Principe de normalité
Élu du collège retraités à la Chambre d’agriculture, Guy Soulage avait rencontré le candidat Hollande avant son accession sur le trône. Le socialiste s’était engagé à verser 75 % du Smic pour cinq ans aux chefs exploitants, en excluant du dispositif les aides familiaux et les conjoints. Le président avait aussi proposé l’extension de la retraite complémentaire obligatoire dès janvier 2013 aux conjoints.
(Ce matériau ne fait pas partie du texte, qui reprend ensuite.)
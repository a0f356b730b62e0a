// This Source Code Form is subject to the terms of the Mozilla Public
// License, v. 2.0. If a copy of the MPL was not distributed with this
// file, You can obtain one at https://mozilla.org/MPL/2.0/.

//! Drawing extent and per-class tallies

use crate::types::{
    Bounds, ClassifiedLine, DoorPlacement, FloorPlanResult, FloorPlanSummary, OpeningKind,
    PipelineStats, WallClass, WallSegment, WindowPlacement,
};

/// Extent over all retained line endpoints, diagonals included.
///
/// Returns [`Bounds::empty`] when there are no lines.
pub fn compute_bounds(lines: &[ClassifiedLine]) -> Bounds {
    if lines.is_empty() {
        return Bounds::empty();
    }

    let mut bounds = Bounds {
        min_x: f64::MAX,
        min_y: f64::MAX,
        max_x: f64::MIN,
        max_y: f64::MIN,
    };
    for point in lines.iter().flat_map(|l| [l.start, l.end]) {
        bounds.min_x = bounds.min_x.min(point.x);
        bounds.min_y = bounds.min_y.min(point.y);
        bounds.max_x = bounds.max_x.max(point.x);
        bounds.max_y = bounds.max_y.max(point.y);
    }
    bounds
}

/// Assemble the final result from classified walls.
pub fn aggregate(
    lines: &[ClassifiedLine],
    arc_count: usize,
    walls: Vec<WallSegment>,
    stats: PipelineStats,
) -> FloorPlanResult {
    let (exterior_walls, interior_walls): (Vec<_>, Vec<_>) = walls
        .into_iter()
        .partition(|w| w.wall_class == WallClass::Exterior);

    let mut doors = Vec::new();
    let mut windows = Vec::new();
    for wall in exterior_walls.iter().chain(interior_walls.iter()) {
        for opening in &wall.openings {
            let center = wall.point_at(opening.midpoint());
            match opening.kind {
                OpeningKind::Door => doors.push(DoorPlacement {
                    center,
                    width: opening.width(),
                    wall_orientation: wall.orientation,
                    swing_confirmed: opening.swing_confirmed,
                }),
                OpeningKind::Window => windows.push(WindowPlacement {
                    position: center,
                    width: opening.width(),
                    wall_orientation: wall.orientation,
                }),
                OpeningKind::Unclassified => {}
            }
        }
    }

    let summary = FloorPlanSummary {
        total_lines: lines.len(),
        total_arcs: arc_count,
        exterior_wall_count: exterior_walls.len(),
        interior_wall_count: interior_walls.len(),
        door_count: doors.len(),
        window_count: windows.len(),
    };

    FloorPlanResult {
        bounds: compute_bounds(lines),
        summary,
        exterior_walls,
        interior_walls,
        doors,
        windows,
        stats,
    }
}
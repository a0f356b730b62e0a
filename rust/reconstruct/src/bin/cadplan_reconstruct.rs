// This Source Code Form is subject to the terms of the Mozilla Public
// License, v. 2.0. If a copy of the MPL was not distributed with this
// file, You can obtain one at https://mozilla.org/MPL/2.0/.

//! CLI tool: reconstruct walls and openings from extracted CAD curves
//!
//! Reads a JSON document with the curves of one drawing and writes the
//! floor plan report as JSON.
//!
//! Usage:
//!   cadplan-reconstruct <input.json> [options]

use anyhow::{bail, Context};
use cadplan_reconstruct::{
    reconstruct_floor_plan, FloorPlanReport, RawCurve, ReconstructionConfig,
};
use serde::Deserialize;
use std::env;
use std::fs;
use std::io::Write;
use std::path::PathBuf;

/// Accepted input shapes: `{curves, config?}` or a bare curve array
#[derive(Deserialize)]
#[serde(untagged)]
enum InputDocument {
    Full {
        curves: Vec<RawCurve>,
        #[serde(default)]
        config: Option<ReconstructionConfig>,
    },
    Curves(Vec<RawCurve>),
}

struct Options {
    input: PathBuf,
    output: Option<PathBuf>,
    config: Option<PathBuf>,
    pretty: bool,
    stats: bool,
}

fn print_usage() {
    println!("Usage: cadplan-reconstruct <input.json> [options]");
    println!();
    println!("Options:");
    println!("  --output <path>   Write the report to a file instead of stdout");
    println!("  --config <path>   Reconstruction config JSON (overrides the input's config)");
    println!("  --pretty          Pretty-print the report");
    println!("  --stats           Print pipeline statistics to stderr");
    println!();
    println!("Logging is controlled with RUST_LOG (default: info).");
}

fn parse_args(args: &[String]) -> anyhow::Result<Option<Options>> {
    if args.len() < 2 || args[1] == "--help" || args[1] == "-h" {
        return Ok(None);
    }

    let mut options = Options {
        input: PathBuf::from(&args[1]),
        output: None,
        config: None,
        pretty: false,
        stats: false,
    };

    let mut i = 2;
    while i < args.len() {
        match args[i].as_str() {
            "--output" => {
                i += 1;
                let path = args.get(i).context("--output needs a path")?;
                options.output = Some(PathBuf::from(path));
            }
            "--config" => {
                i += 1;
                let path = args.get(i).context("--config needs a path")?;
                options.config = Some(PathBuf::from(path));
            }
            "--pretty" => options.pretty = true,
            "--stats" => options.stats = true,
            other => bail!("unknown option: {}", other),
        }
        i += 1;
    }

    Ok(Some(options))
}

fn run(options: Options) -> anyhow::Result<()> {
    let text = fs::read_to_string(&options.input)
        .with_context(|| format!("cannot read '{}'", options.input.display()))?;
    let document: InputDocument = serde_json::from_str(&text)
        .with_context(|| format!("'{}' is not a curve document", options.input.display()))?;

    let (curves, embedded_config) = match document {
        InputDocument::Full { curves, config } => (curves, config),
        InputDocument::Curves(curves) => (curves, None),
    };

    let config = match options.config {
        Some(path) => {
            let text = fs::read_to_string(&path)
                .with_context(|| format!("cannot read config '{}'", path.display()))?;
            serde_json::from_str(&text)
                .with_context(|| format!("invalid config '{}'", path.display()))?
        }
        None => embedded_config.unwrap_or_default(),
    };

    tracing::info!(
        input = %options.input.display(),
        curves = curves.len(),
        "reconstructing floor plan"
    );

    let result = reconstruct_floor_plan(&curves, &config).context("configuration rejected")?;

    if options.stats {
        let s = &result.stats;
        eprintln!("Pipeline statistics:");
        eprintln!("  Input curves:          {}", s.input_curves);
        eprintln!("  Skipped (degenerate):  {}", s.skipped_degenerate);
        eprintln!("  Skipped (short):       {}", s.skipped_short);
        eprintln!("  Diagonal lines:        {}", s.diagonal_lines);
        eprintln!("  Wall candidates:       {}", s.wall_candidates);
        eprintln!("  Merged walls:          {}", s.merged_walls);
        eprintln!("  Discarded short walls: {}", s.discarded_short_walls);
        eprintln!("  Swing arcs:            {}", s.swing_arcs);
        eprintln!("  Arc-confirmed doors:   {}", s.confirmed_doors);
    }

    let report = FloorPlanReport::from_result(&result, config.unit);
    let json = if options.pretty {
        serde_json::to_string_pretty(&report)?
    } else {
        serde_json::to_string(&report)?
    };

    match options.output {
        Some(path) => {
            fs::write(&path, json).with_context(|| format!("cannot write '{}'", path.display()))?;
            tracing::info!(output = %path.display(), "report written");
        }
        None => {
            let mut stdout = std::io::stdout().lock();
            writeln!(stdout, "{}", json)?;
        }
    }

    Ok(())
}

fn main() {
    tracing_subscriber::fmt()
        .with_env_filter(std::env::var("RUST_LOG").unwrap_or_else(|_| "info".into()))
        .with_writer(std::io::stderr)
        .init();

    let args: Vec<String> = env::args().collect();
    let options = match parse_args(&args) {
        Ok(Some(options)) => options,
        Ok(None) => {
            print_usage();
            return;
        }
        Err(e) => {
            eprintln!("Error: {}", e);
            print_usage();
            std::process::exit(1);
        }
    };

    if let Err(e) = run(options) {
        eprintln!("Error: {:#}", e);
        std::process::exit(1);
    }
}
Une proposition acceptable, à la rigueur, à condition de l’accompagner par un relèvement de la référence fiscale. « Avec 70 euros de plus, un foyer peut passer dans une tranche d’imposition supérieure... De toutes façons cette mesure a été reportée », commente le tabaculteur qui attend maintenant des parlementaires lot-et-garonnais des engagements précis. « On nous dit que nos revendications sont légitimes mais on nous répond qu’il n’y a pas de moyens et que les agriculteurs possèdent des biens et des revenus. On ne peut plus accepter cette situation. Il faut nous rendre justice. »
Matthias Fekl, député PS du Marmandais, a justement posé la question cette semaine au ministre de l’Agriculture, à l’Assemblée, stipulant notamment qu’il « souhaiterait savoir quelles sont les intentions du gouvernement afin d’améliorer des situations inacceptables, de permettre une revalorisation des petites retraites agricoles, de prendre en compte la situation spécifiques des conjointes. »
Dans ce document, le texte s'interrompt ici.